Understanding Percentiles

2.6. Understanding Percentiles#

Percentiles are a statistical measure that helps us understand how a particular value compares to the rest of the data in a dataset. They are particularly useful when we want to know the relative standing of a value within a group.

Imagine a classroom full of students lined up from shortest to tallest.

  • Percentile tells us where a particular student falls in this line-up compared to others.

  • Let’s say there are 20 students.

  • The 50th percentile is the height of the student exactly in the middle. Half the class (10 students) will be shorter and the other half (10 students) will be taller.

  • Someone at the 90th percentile is very tall. Only 2 students out of 20 will be taller than this student.

  • The 10th percentile is on the shorter side. There will be 18 students taller than this student.

2.6.1. Key Points about Percentiles#

  • Dividing the Data: Percentiles split the data into 100 groups of equal size. Each group represents approximately 1% of the data points.

  • Not a Percentage Score: Being in the 90th percentile does not mean you scored 90 out of 100. It means you scored higher than 90% of the other values in the dataset.

  • Relative Standing: Percentiles tell us about the position of a value relative to others, not its absolute value.

2.6.2. Calculating Percentiles#

To find the value below which a certain percentage of observations fall, you can calculate the percentile using the following steps [Hyndman and Fan, 1996]:

  1. Organize the Data:

    • Begin by sorting all the data points in your dataset in ascending order.

  2. Find the Index:

    • The index determines where the percentile value lies within your sorted data. To find the index for the \(q\)-th percentile (where \( q \) is the desired percentile), use the formula:

    (2.14)#\[I = (N - 1) \times \dfrac{q}{100} +1\]

    Here, \( N \) represents the total number of observations in your dataset.

  3. Identify the Percentile Value:

    • If the index \( I \) is a whole number, the percentile value is the observation at that index in your sorted list.

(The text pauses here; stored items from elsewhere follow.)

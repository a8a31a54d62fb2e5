//! A DNSSEC validating transport.
//!
//! This module implements a pass-through transport that validates the
//! responses it gets from its upstream. Responses that validate as secure
//! are returned with the AD flag set, insecure and indeterminate responses
//! are returned as they are but with AD clear. Bogus responses never reach
//! the caller: they are replaced by a SERVFAIL response that carries an
//! Extended DNS Error explaining what went wrong.
//!
//! Requests with the CD flag set are passed upstream without validation.
//!
//! Validation needs DNSKEY and DS records and sometimes NSEC or NSEC3
//! records that are not part of the response. These are fetched through
//! the upstream of the [ValidationContext], which may or may not be the
//! same transport as the one used for the actual requests.

#![warn(missing_docs)]

use std::boxed::Box;
use std::fmt::{Debug, Formatter};
use std::future::Future;
use std::pin::Pin;
use std::sync::Arc;
use std::time::Duration;

use tokio::time::timeout;
use tracing::{debug, trace};

use crate::base::iana::{ExtendedErrorCode, Rcode, Rtype};
use crate::base::opt::ExtendedError;
use crate::base::{Message, Name, Question};
use crate::net::client::request::{
    ComposeRequest, Error, GetResponse, RequestMessage, SendRequest,
};
use crate::utils::config::DefMinMax;
use crate::validator::context::ValidationContext;
use crate::validator::types::ValidationState;

//------------ Config ---------------------------------------------------------

/// Limit on the time to wait for the upstream response to a request.
///
/// On-demand lookups done during validation have their own limit in the
/// validation context.
const RESPONSE_TIMEOUT: DefMinMax<Duration> = DefMinMax::new(
    Duration::from_secs(10),
    Duration::from_millis(100),
    Duration::from_secs(120),
);

/// Configuration of a validating transport.
#[derive(Clone, Debug)]
#[cfg_attr(
    feature = "serde",
    derive(serde::Deserialize),
    serde(default, rename_all = "kebab-case")
)]
pub struct Config {
    /// Time to wait for the upstream response.
    response_timeout: Duration,
}

impl Config {
    /// Creates a new config with default values.
    ///
    /// The default values are documented at the relevant set_* methods.
    pub fn new() -> Self {
        Default::default()
    }

    /// Returns the time to wait for the upstream response.
    pub fn response_timeout(&self) -> Duration {
        self.response_timeout
    }

    /// Sets the time to wait for the upstream response.
    ///
    /// The value has to be at least 100 milliseconds, at most two minutes
    /// and the default is 10 seconds.
    pub fn set_response_timeout(&mut self, value: Duration) {
        self.response_timeout = RESPONSE_TIMEOUT.limit(value)
    }
}

impl Default for Config {
    fn default() -> Self {
        Self {
            response_timeout: RESPONSE_TIMEOUT.default(),
        }
    }
}

//------------ Connection -----------------------------------------------------

/// A connection that validates responses from an upstream connection.
#[derive(Clone)]
pub struct Connection<Upstream, VCUpstream = Upstream> {
    /// Upstream transport to use for requests.
    upstream: Upstream,

    /// The validation context shared by all requests.
    vc: Arc<ValidationContext<VCUpstream>>,

    /// The configuration of this connection.
    config: Config,
}

impl<Upstream, VCUpstream> Connection<Upstream, VCUpstream> {
    /// Create a new connection with default configuration parameters.
    ///
    /// Note that Upstream needs to implement [SendRequest]
    /// (and Clone/Send/Sync) to be useful.
    pub fn new(
        upstream: Upstream,
        vc: Arc<ValidationContext<VCUpstream>>,
    ) -> Self {
        Self::with_config(upstream, vc, Default::default())
    }

    /// Create a new connection with specified configuration parameters.
    pub fn with_config(
        upstream: Upstream,
        vc: Arc<ValidationContext<VCUpstream>>,
        config: Config,
    ) -> Self {
        Self {
            upstream,
            vc,
            config,
        }
    }

    /// Returns the validation context of this connection.
    pub fn context(&self) -> &ValidationContext<VCUpstream> {
        &self.vc
    }
}

impl<Upstream, VCUpstream> Connection<Upstream, VCUpstream>
where
    Upstream: Clone + SendRequest<RequestMessage> + Send + Sync + 'static,
    VCUpstream: SendRequest<RequestMessage> + Send + Sync + 'static,
{
    /// Resolves a name and type in the IN class.
    ///
    /// The request doesn't ask for DNSSEC records, so the response
    /// contains no RRSIG, NSEC or NSEC3 records. It has AD set if it
    /// validated as secure.
    pub async fn resolve(
        &self,
        qname: Name,
        qtype: Rtype,
    ) -> Result<Message, Error> {
        let msg = Message::query(Question::new_in(qname, qtype), false);
        let mut request = self.send_request(RequestMessage::new(msg));
        request.get_response().await
    }
}

impl<Upstream, VCUpstream> Debug for Connection<Upstream, VCUpstream> {
    fn fmt(&self, f: &mut Formatter<'_>) -> Result<(), std::fmt::Error> {
        f.debug_struct("Connection")
            .field("vc", &self.vc)
            .field("config", &self.config)
            .finish()
    }
}

//------------ SendRequest ----------------------------------------------------

impl<CR, Upstream, VCUpstream> SendRequest<CR>
    for Connection<Upstream, VCUpstream>
where
    CR: ComposeRequest + Clone + 'static,
    Upstream: Clone + SendRequest<CR> + Send + Sync + 'static,
    VCUpstream: SendRequest<RequestMessage> + Send + Sync + 'static,
{
    fn send_request(
        &self,
        request_msg: CR,
    ) -> Box<dyn GetResponse + Send + Sync> {
        Box::new(Request::new(
            request_msg,
            self.upstream.clone(),
            self.vc.clone(),
            self.config.clone(),
        ))
    }
}

//------------ Request --------------------------------------------------------

/// The state of a request that is executed.
pub struct Request<CR, Upstream, VCUpstream> {
    /// The request message.
    request_msg: CR,

    /// The upstream transport of the connection.
    upstream: Upstream,

    /// The validation context.
    vc: Arc<ValidationContext<VCUpstream>>,

    /// The configuration of the connection.
    config: Config,
}

impl<CR, Upstream, VCUpstream> Request<CR, Upstream, VCUpstream>
where
    CR: ComposeRequest + Clone,
    Upstream: SendRequest<CR> + Send + Sync,
    VCUpstream: SendRequest<RequestMessage> + Send + Sync,
{
    /// Create a new Request object.
    fn new(
        request_msg: CR,
        upstream: Upstream,
        vc: Arc<ValidationContext<VCUpstream>>,
        config: Config,
    ) -> Self {
        Self {
            request_msg,
            upstream,
            vc,
            config,
        }
    }

    /// This is the implementation of the get_response method.
    ///
    /// This function is not cancel safe.
    async fn get_response_impl(&mut self) -> Result<Message, Error> {
        let header = self.request_msg.header();
        let dnssec_ok = self.request_msg.dnssec_ok();

        if header.cd() {
            // Checking disabled: the client validates itself. The
            // upstream's opinion on authenticity is of no interest.
            trace!("CD set, not validating");
            let mut request =
                self.upstream.send_request(self.request_msg.clone());
            let mut response = request.get_response().await?;
            response.header_mut().set_ad(false);
            return Ok(response);
        }

        // Signatures and proofs are needed even if the client doesn't
        // want to see them.
        let mut upstream_msg = self.request_msg.clone();
        upstream_msg.set_dnssec_ok(true);
        let mut request = self.upstream.send_request(upstream_msg);
        let response =
            match timeout(self.config.response_timeout, request.get_response())
                .await
            {
                Ok(Ok(response)) => response,
                Ok(Err(err)) => {
                    debug!("upstream request failed: {}", err);
                    return Ok(self.servfail(ExtendedError::new(
                        ExtendedErrorCode::NETWORK_ERROR,
                        Some(err.to_string()),
                    )));
                }
                Err(_) => {
                    debug!("upstream request timed out");
                    return Ok(self.servfail(ExtendedError::new(
                        ExtendedErrorCode::NETWORK_ERROR,
                        Some(Error::Timeout.to_string()),
                    )));
                }
            };

        let validated = self.vc.validate_msg(&response).await;
        let state = validated.state();
        debug!(
            "{} response validated as {}",
            validated.shape(),
            validated.result()
        );

        let mut response = match state {
            ValidationState::Secure => {
                let mut msg =
                    validated.into_secure_message().unwrap_or(response);
                msg.header_mut().set_ad(true);
                msg
            }
            ValidationState::Insecure => {
                let mut msg = response;
                msg.header_mut().set_ad(false);
                msg
            }
            ValidationState::Indeterminate => {
                let ede = validated.ede().cloned().unwrap_or_else(|| {
                    ExtendedErrorCode::DNSSEC_INDETERMINATE.into()
                });
                let mut msg = response;
                msg.header_mut().set_ad(false);
                msg.push_extended_error(ede);
                msg
            }
            ValidationState::Bogus => {
                let ede = validated
                    .ede()
                    .cloned()
                    .unwrap_or_else(|| ExtendedErrorCode::DNSSEC_BOGUS.into());
                return Ok(self.servfail(ede));
            }
        };

        if !dnssec_ok {
            response.strip_dnssec_records();
            if let Some(opt) = response.opt_mut() {
                opt.set_dnssec_ok(false);
            }
        }
        Ok(response)
    }

    /// Creates a SERVFAIL response to the request.
    ///
    /// The response has the question of the request, empty sections, and
    /// the extended error.
    fn servfail(&self, ede: ExtendedError) -> Message {
        trace!("returning SERVFAIL: {}", ede);
        let mut msg = Message::start_response(&self.request_msg.to_message());
        msg.header_mut().set_ra(true);
        msg.header_mut().set_rcode(Rcode::SERVFAIL);
        msg.push_extended_error(ede);
        msg
    }
}

impl<CR, Upstream, VCUpstream> Debug for Request<CR, Upstream, VCUpstream> {
    fn fmt(&self, f: &mut Formatter<'_>) -> Result<(), std::fmt::Error> {
        f.debug_struct("Request")
            .field("fut", &format_args!("_"))
            .finish()
    }
}

impl<CR, Upstream, VCUpstream> GetResponse for Request<CR, Upstream, VCUpstream>
where
    CR: ComposeRequest + Clone,
    Upstream: SendRequest<CR> + Send + Sync,
    VCUpstream: SendRequest<RequestMessage> + Send + Sync,
{
    fn get_response(
        &mut self,
    ) -> Pin<Box<dyn Future<Output = Result<Message, Error>> + Send + '_>>
    {
        Box::pin(self.get_response_impl())
    }
}
//! NSEC3 hash algorithms.

//------------ Nsec3HashAlgorithm --------------------------------------------

int_enum! {
    /// NSEC3 hash algorithm numbers.
    ///
    /// This type selects the algorithm used to hash domain names for use with
    /// the NSEC3 record.
    ///
    /// For the currently registered values see the [IANA registration].
    ///
    /// [IANA registration]: https://www.iana.org/assignments/dnssec-nsec3-parameters/dnssec-nsec3-parameters.xhtml#dnssec-nsec3-parameters-3
    =>
    Nsec3HashAlgorithm, u8;

    /// Specifies that the SHA-1 hash function is used.
    (SHA1 => 1, "SHA-1")
}

int_enum_str_with_decimal!(Nsec3HashAlgorithm, u8, "unknown NSEC3 hash algorithm");
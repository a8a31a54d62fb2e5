//! Macros for use in rdata definitions.
//!
//! These macros are not public but are used by the super module only. They
//! are here so that `mod.rs` doesn’t become too unwieldly.

macro_rules! rdata_types {
    ( $(
        $module:ident::{ $( $rtype:ident => $mtype:ident, )* }
    )* ) => {
        $(
            pub use self::$module::{ $( $mtype, )* };
        )*

        //------------- AllRecordData ----------------------------------------

        /// Record data for all record types.
        ///
        /// This enum collects the record data types for all currently
        /// implemented record types. Everything else ends up as
        /// [`UnknownRecordData`].
        #[derive(Clone, Debug, Eq, Hash, PartialEq)]
        #[non_exhaustive]
        pub enum AllRecordData {
            $( $(
                $mtype($mtype),
            )* )*
            Unknown(UnknownRecordData),
        }

        impl AllRecordData {
            /// Scans record data of the given type.
            ///
            /// Data in the generic format of RFC 3597 is accepted for any
            /// record type.
            pub fn scan(
                rtype: $crate::base::iana::Rtype,
                scanner: &mut $crate::base::scan::Scanner,
            ) -> Result<Self, $crate::base::scan::ScanError> {
                if scanner.peek().map(|token| token.as_str()) == Some("\\#") {
                    return UnknownRecordData::scan(rtype, scanner)
                        .map(AllRecordData::Unknown);
                }
                match rtype {
                    $( $(
                        $crate::base::iana::Rtype::$rtype => {
                            $mtype::scan(scanner).map(AllRecordData::$mtype)
                        }
                    )* )*
                    _ => Err($crate::base::scan::ScanError::new(
                        "unknown record type requires generic data",
                    )),
                }
            }
        }

        impl RecordData for AllRecordData {
            fn rtype(&self) -> $crate::base::iana::Rtype {
                match *self {
                    $( $(
                        AllRecordData::$mtype(ref inner) => inner.rtype(),
                    )* )*
                    AllRecordData::Unknown(ref inner) => inner.rtype(),
                }
            }

            fn compose_rdata(&self, target: &mut Vec<u8>) {
                match *self {
                    $( $(
                        AllRecordData::$mtype(ref inner) => {
                            inner.compose_rdata(target)
                        }
                    )* )*
                    AllRecordData::Unknown(ref inner) => {
                        inner.compose_rdata(target)
                    }
                }
            }

            fn compose_canonical_rdata(&self, target: &mut Vec<u8>) {
                match *self {
                    $( $(
                        AllRecordData::$mtype(ref inner) => {
                            inner.compose_canonical_rdata(target)
                        }
                    )* )*
                    AllRecordData::Unknown(ref inner) => {
                        inner.compose_canonical_rdata(target)
                    }
                }
            }
        }

        //--- From and TryFrom

        $( $(
            impl From<$mtype> for AllRecordData {
                fn from(value: $mtype) -> Self {
                    AllRecordData::$mtype(value)
                }
            }

            impl<'a> TryFrom<&'a AllRecordData> for &'a $mtype {
                type Error = WrongRecordType;

                fn try_from(
                    value: &'a AllRecordData,
                ) -> Result<Self, Self::Error> {
                    match *value {
                        AllRecordData::$mtype(ref inner) => Ok(inner),
                        _ => Err(WrongRecordType(())),
                    }
                }
            }
        )* )*

        impl From<UnknownRecordData> for AllRecordData {
            fn from(value: UnknownRecordData) -> Self {
                AllRecordData::Unknown(value)
            }
        }

        //--- Display

        impl core::fmt::Display for AllRecordData {
            fn fmt(&self, f: &mut core::fmt::Formatter) -> core::fmt::Result {
                match *self {
                    $( $(
                        AllRecordData::$mtype(ref inner) => inner.fmt(f),
                    )* )*
                    AllRecordData::Unknown(ref inner) => inner.fmt(f),
                }
            }
        }
    }
}
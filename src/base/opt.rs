//! The EDNS data of a message.
//!
//! Only the parts of the OPT record relevant to a validating stub are
//! kept: the advertised UDP payload size, the DNSSEC OK bit of
//! [RFC 3225] and the extended DNS errors of [RFC 8914].
//!
//! [RFC 3225]: https://tools.ietf.org/html/rfc3225
//! [RFC 8914]: https://tools.ietf.org/html/rfc8914

use crate::base::iana::ExtendedErrorCode;
use std::fmt;

//------------ Opt -----------------------------------------------------------

/// The EDNS(0) data of a message.
#[derive(Clone, Debug, Eq, PartialEq)]
pub struct Opt {
    /// The requestor’s UDP payload size.
    udp_payload_size: u16,

    /// The DNSSEC OK bit.
    dnssec_ok: bool,

    /// Extended DNS errors included in the message.
    extended_errors: Vec<ExtendedError>,
}

impl Opt {
    /// The UDP payload size we advertise by default.
    pub const DEFAULT_UDP_PAYLOAD_SIZE: u16 = 1232;

    /// Creates EDNS data with the given DO bit.
    #[must_use]
    pub fn new(dnssec_ok: bool) -> Self {
        Opt {
            udp_payload_size: Self::DEFAULT_UDP_PAYLOAD_SIZE,
            dnssec_ok,
            extended_errors: Vec::new(),
        }
    }

    #[must_use]
    pub fn udp_payload_size(&self) -> u16 {
        self.udp_payload_size
    }

    pub fn set_udp_payload_size(&mut self, value: u16) {
        self.udp_payload_size = value
    }

    /// Returns whether the DNSSEC OK bit is set.
    #[must_use]
    pub fn dnssec_ok(&self) -> bool {
        self.dnssec_ok
    }

    pub fn set_dnssec_ok(&mut self, value: bool) {
        self.dnssec_ok = value
    }

    /// Returns the extended errors.
    #[must_use]
    pub fn extended_errors(&self) -> &[ExtendedError] {
        &self.extended_errors
    }

    /// Adds an extended error.
    pub fn push_extended_error(&mut self, error: ExtendedError) {
        self.extended_errors.push(error)
    }

    /// Removes all extended errors.
    pub fn clear_extended_errors(&mut self) {
        self.extended_errors.clear()
    }
}

impl Default for Opt {
    fn default() -> Self {
        Self::new(false)
    }
}

//------------ ExtendedError -------------------------------------------------

/// Option data for an extended DNS error.
///
/// The Extended DNS Error option allows a server to include more detailed
/// information in a response to a failed query why it did. It contains a
/// standardized [`ExtendedErrorCode`] for machines and an optional UTF-8
/// error text for humans.
#[derive(Clone, Debug, Eq, Hash, PartialEq)]
pub struct ExtendedError {
    /// The extended error code.
    code: ExtendedErrorCode,

    /// Optional human-readable error information.
    text: Option<String>,
}

impl ExtendedError {
    /// The maximum length of the text.
    ///
    /// The option data is limited to 65,535 octets, two of which are
    /// taken by the code.
    pub const MAX_TEXT_LEN: usize = 65533;

    /// Creates a new value from a code and optional text.
    ///
    /// Text that is too long is truncated at a character boundary.
    #[must_use]
    pub fn new(code: ExtendedErrorCode, text: Option<String>) -> Self {
        let text = text.map(|mut text| {
            if text.len() > Self::MAX_TEXT_LEN {
                let mut end = Self::MAX_TEXT_LEN;
                while !text.is_char_boundary(end) {
                    end -= 1;
                }
                text.truncate(end);
            }
            text
        });
        Self { code, text }
    }

    /// Returns the error code.
    #[must_use]
    pub fn code(&self) -> ExtendedErrorCode {
        self.code
    }

    /// Returns the text.
    #[must_use]
    pub fn text(&self) -> Option<&str> {
        self.text.as_deref()
    }
}

impl From<ExtendedErrorCode> for ExtendedError {
    fn from(code: ExtendedErrorCode) -> Self {
        Self::new(code, None)
    }
}

impl fmt::Display for ExtendedError {
    fn fmt(&self, f: &mut fmt::Formatter) -> fmt::Result {
        self.code.fmt(f)?;
        if let Some(text) = self.text() {
            write!(f, " ({})", text)?;
        }
        Ok(())
    }
}

//============ Tests =========================================================

#[cfg(test)]
mod tests {
    use super::*;

    #[test]
    fn display() {
        let ede = ExtendedError::new(
            ExtendedErrorCode::DNSSEC_BOGUS,
            Some("no signature".into()),
        );
        assert_eq!(ede.to_string(), "DNSSEC Bogus (no signature)");
        assert_eq!(
            ExtendedError::from(ExtendedErrorCode::NETWORK_ERROR).to_string(),
            "Network Error"
        );
    }

    #[test]
    fn long_text_is_truncated() {
        let text = "ä".repeat(ExtendedError::MAX_TEXT_LEN);
        let ede =
            ExtendedError::new(ExtendedErrorCode::OTHER, Some(text));
        let len = ede.text().map(str::len).unwrap_or(0);
        assert!(len <= ExtendedError::MAX_TEXT_LEN);
        assert!(len > ExtendedError::MAX_TEXT_LEN - 2);
    }
}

    • If the index \( I \) is not a whole number, you’ll need to interpolate to find the percentile value. This means you’ll calculate the value that lies at the fractional part of the index between two observations. The formula for linear interpolation is:

    (2.15)#\[ P = V_i + (V_{i+1} - V_i) \times (I - i), \quad i\geq 1\]

    In this formula, \( P \) is the percentile value you’re calculating, \( V_i \) is the value at the integer part of the index \( I \), and \( V_{i+1} \) is the next value in the sorted list. The term \( (I - i) \) represents the fractional part of the index.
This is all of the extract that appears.